═══ Extracted material

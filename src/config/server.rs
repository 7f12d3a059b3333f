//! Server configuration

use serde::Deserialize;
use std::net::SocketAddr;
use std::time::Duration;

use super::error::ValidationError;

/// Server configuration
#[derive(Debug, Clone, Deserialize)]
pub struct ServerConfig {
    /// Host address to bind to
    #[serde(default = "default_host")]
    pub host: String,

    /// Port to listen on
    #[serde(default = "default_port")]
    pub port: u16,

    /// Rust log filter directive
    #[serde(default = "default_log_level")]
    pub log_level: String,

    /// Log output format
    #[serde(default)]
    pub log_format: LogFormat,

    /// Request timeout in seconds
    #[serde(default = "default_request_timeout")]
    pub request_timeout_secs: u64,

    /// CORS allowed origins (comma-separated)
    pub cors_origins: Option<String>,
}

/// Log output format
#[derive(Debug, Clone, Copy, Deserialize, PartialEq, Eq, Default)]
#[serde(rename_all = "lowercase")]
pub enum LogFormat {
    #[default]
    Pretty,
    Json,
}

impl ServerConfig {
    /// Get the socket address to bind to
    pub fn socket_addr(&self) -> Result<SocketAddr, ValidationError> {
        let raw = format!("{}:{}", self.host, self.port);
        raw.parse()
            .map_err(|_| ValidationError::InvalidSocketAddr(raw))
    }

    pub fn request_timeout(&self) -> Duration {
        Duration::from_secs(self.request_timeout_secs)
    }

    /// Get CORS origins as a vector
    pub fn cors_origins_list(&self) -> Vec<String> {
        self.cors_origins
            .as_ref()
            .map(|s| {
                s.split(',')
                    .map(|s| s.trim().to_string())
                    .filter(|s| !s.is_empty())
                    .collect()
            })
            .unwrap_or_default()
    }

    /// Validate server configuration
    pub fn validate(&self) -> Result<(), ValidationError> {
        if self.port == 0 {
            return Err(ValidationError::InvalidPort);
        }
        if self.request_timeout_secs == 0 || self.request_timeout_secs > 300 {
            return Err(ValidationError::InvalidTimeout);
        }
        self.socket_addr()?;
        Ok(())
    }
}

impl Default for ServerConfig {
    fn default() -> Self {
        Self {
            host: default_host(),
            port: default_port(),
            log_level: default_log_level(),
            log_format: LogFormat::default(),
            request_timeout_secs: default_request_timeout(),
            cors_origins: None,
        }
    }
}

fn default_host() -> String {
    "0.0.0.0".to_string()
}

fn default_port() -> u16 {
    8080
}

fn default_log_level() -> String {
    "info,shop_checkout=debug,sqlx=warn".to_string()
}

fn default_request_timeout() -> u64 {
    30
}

══════

What you give back must match the records word for word.

filename src/config/server.rs
repository 7f12d3a059b3333f
//! Server configuration

use serde::Deserialize;
use std::net::SocketAddr;
use std::time::Duration;

use super::error::ValidationError;

/// Server configuration
#[derive(Debug, Clone, Deserialize)]
pub struct ServerConfig {
    /// Host address to bind to
    #[serde(default = "default_host")]
    pub host: String,

    /// Port to listen on
    #[serde(default = "default_port")]
    pub port: u16,

    /// Rust log filter directive
    #[serde(default = "default_log_level")]
    pub log_level: String,

    /// Log output format
    #[serde(default)]
    pub log_format: LogFormat,

    /// Request timeout in seconds
    #[serde(default = "default_request_timeout")]
    pub request_timeout_secs: u64,

    /// CORS allowed origins (comma-separated)
    pub cors_origins: Option<String>,
}

/// Log output format
#[derive(Debug, Clone, Copy, Deserialize, PartialEq, Eq, Default)]
#[serde(rename_all = "lowercase")]
pub enum LogFormat {
    #[default]
    Pretty,
    Json,
}

impl ServerConfig {
    /// Get the socket address to bind to
    pub fn socket_addr(&self) -> Result<SocketAddr, ValidationError> {
        let raw = format!("{}:{}", self.host, self.port);
        raw.parse()
            .map_err(|_| ValidationError::InvalidSocketAddr(raw))
    }

    pub fn request_timeout(&self) -> Duration {
        Duration::from_secs(self.request_timeout_secs)
    }

    /// Get CORS origins as a vector
    pub fn cors_origins_list(&self) -> Vec<String> {
        self.cors_origins
            .as_ref()
            .map(|s| {
                s.split(',')
                    .map(|s| s.trim().to_string())
                    .filter(|s| !s.is_empty())
                    .collect()
            })
            .unwrap_or_default()
    }

    /// Validate server configuration
    pub fn validate(&self) -> Result<(), ValidationError> {
        if self.port == 0 {
            return Err(ValidationError::InvalidPort);
        }
        if self.request_timeout_secs == 0 || self.request_timeout_secs > 300 {
            return Err(ValidationError::InvalidTimeout);
        }
        self.socket_addr()?;
        Ok(())
    }
}

impl Default for ServerConfig {
    fn default() -> Self {
        Self {
            host: default_host(),
            port: default_port(),
            log_level: default_log_level(),
            log_format: LogFormat::default(),
            request_timeout_secs: default_request_timeout(),
            cors_origins: None,
        }
    }
}

fn default_host() -> String {
    "0.0.0.0".to_string()
}

fn default_port() -> u16 {
    8080
}

fn default_log_level() -> String {
    "info,shop_checkout=debug,sqlx=warn".to_string()
}

fn default_request_timeout() -> u64 {
    30
}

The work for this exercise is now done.